Originalmente publicado em Enfins no dia 25/10/2007.



A música tocava e ela não sabia dizer o que era. Talvez Jazz, quem sabe um daqueles cd's de relaxamento, não importava. Tudo o que queria era fazer uma pergunta a ele:
- Você acha que sabemos quando vamos morrer?
- O quê?
- É, quero dizer, você já sentiu em algum momento que iria morrer?
- Que pergunta! Claro que não. Se tivesse sentido, estaria morto e não aqui, com você, escutando essa ladainha.
- Pois eu acho que somos capazes de prever, nem que seja por uma fração de segundo, quando vamos morrer. E digo mais, em se tratando de tempo, eu acredito que minha morte pode acontecer a qualquer momento.
- (Ele ri) Você está louca! É melhor parar com esse pó antes que você cheire, se engasgue e morra na minha frente, fazendo com que eu acredite nas suas profecias descabidas!
(E procura ar pra se recompôr das palavras que acabara de ouvir dela.)
- Você está na mesma que eu.
- É, mas não estou sentado em um sofá laranja pregando a minha morte para quem quiser ouvir.

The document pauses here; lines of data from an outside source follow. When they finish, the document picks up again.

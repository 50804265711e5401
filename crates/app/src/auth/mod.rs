//! Authentication and account management.

mod errors;
mod models;
mod password;
mod repository;
mod service;
mod token;

pub use errors::*;
pub use models::*;
pub use service::*;
pub use token::*;

pub(crate) use repository::PgAuthRepository;
use clap::{Parser, Subcommand};

mod admin;

#[derive(Debug, Parser)]
#[command(name = "atelier-app", about = "Atelier operator CLI", long_about = None)]
pub(crate) struct Cli {
    #[command(subcommand)]
    command: Commands,
}

#[derive(Debug, Subcommand)]
enum Commands {
    Admin(admin::AdminCommand),
}

impl Cli {
    pub(crate) async fn run(self) -> Result<(), String> {
        match self.command {
            Commands::Admin(command) => admin::run(command).await,
        }
    }
}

Levante-se daí e me ajude a escolher outro som.
- Esse aí.
- Âhn?
- Esse aí que está no chão. O cd com capa colorida que eu te trouxe há séculos.
- Qual? Este aqui?
- É. Não, o do lado.
- Você acredita que as músicas possuem alguma espécie de mensagem oculta por trás daquilo que ouvimos? Jogue o isqueiro, por favor.
- Você diz, uma idéia subliminar?
- Quê?
- Uma mensagem que só pode ser captada se estivermos em um estado alterado de percepção?
- O quê? É, pode ser. Talvez seja isso que eu esteja pensando. Você não acha que... Esquece.
- A nossa morte pode aparecr na nossa frente neste mesmo estado de percepção que eu mencionei. A tal fração prévia de segundo, o momento final que...
- Tá bem, você tem razão. Agora me diga, o que você preferiria nesse momento: saber quando e como vai morrer ou descobrir o significado oculto por trás de uma música que esteja ouvindo?
- (Ela ri) Como se uma anulasse a importância da outra. Morte e Música, ambas começam com M e ambas nos fazem delirar sobre seus propósitos. Louco, não?
- Hmmm...
- Ah, esquece. Preciso de mais pó. Você tem?
- Aqui.
- Será que vão sentir a minha falta quando eu morrer?
- Eu vou. Mas acho que se começarmos a contar as pessoas, sobrarão dedos.
(Os dois desabam no tapete peludo no canto do quarto.)
- Tá ouvindo?
- O quê?
- Nada. Achei que tinha escutado o John dizer "Yes, he's dead" no final da música.
- Não é agora que começa o Revolver?
- Acho que é.
- Faz sentido.
- O quê?
- Garanto que para ele faltariam dedos.
- Quais dedos?
- Esquece.



*como os morangos, de Caio F


3 comentários:

Nana disse...

Adoro esse teu conto. Muito, de verdade... até já o li pro povo aqui de casa.

Médici disse...

talvez fosse, música de elevador.

Anônimo disse...

Lindo!

Tu tens muito talento para as palavras guria. Beijos

Saudades.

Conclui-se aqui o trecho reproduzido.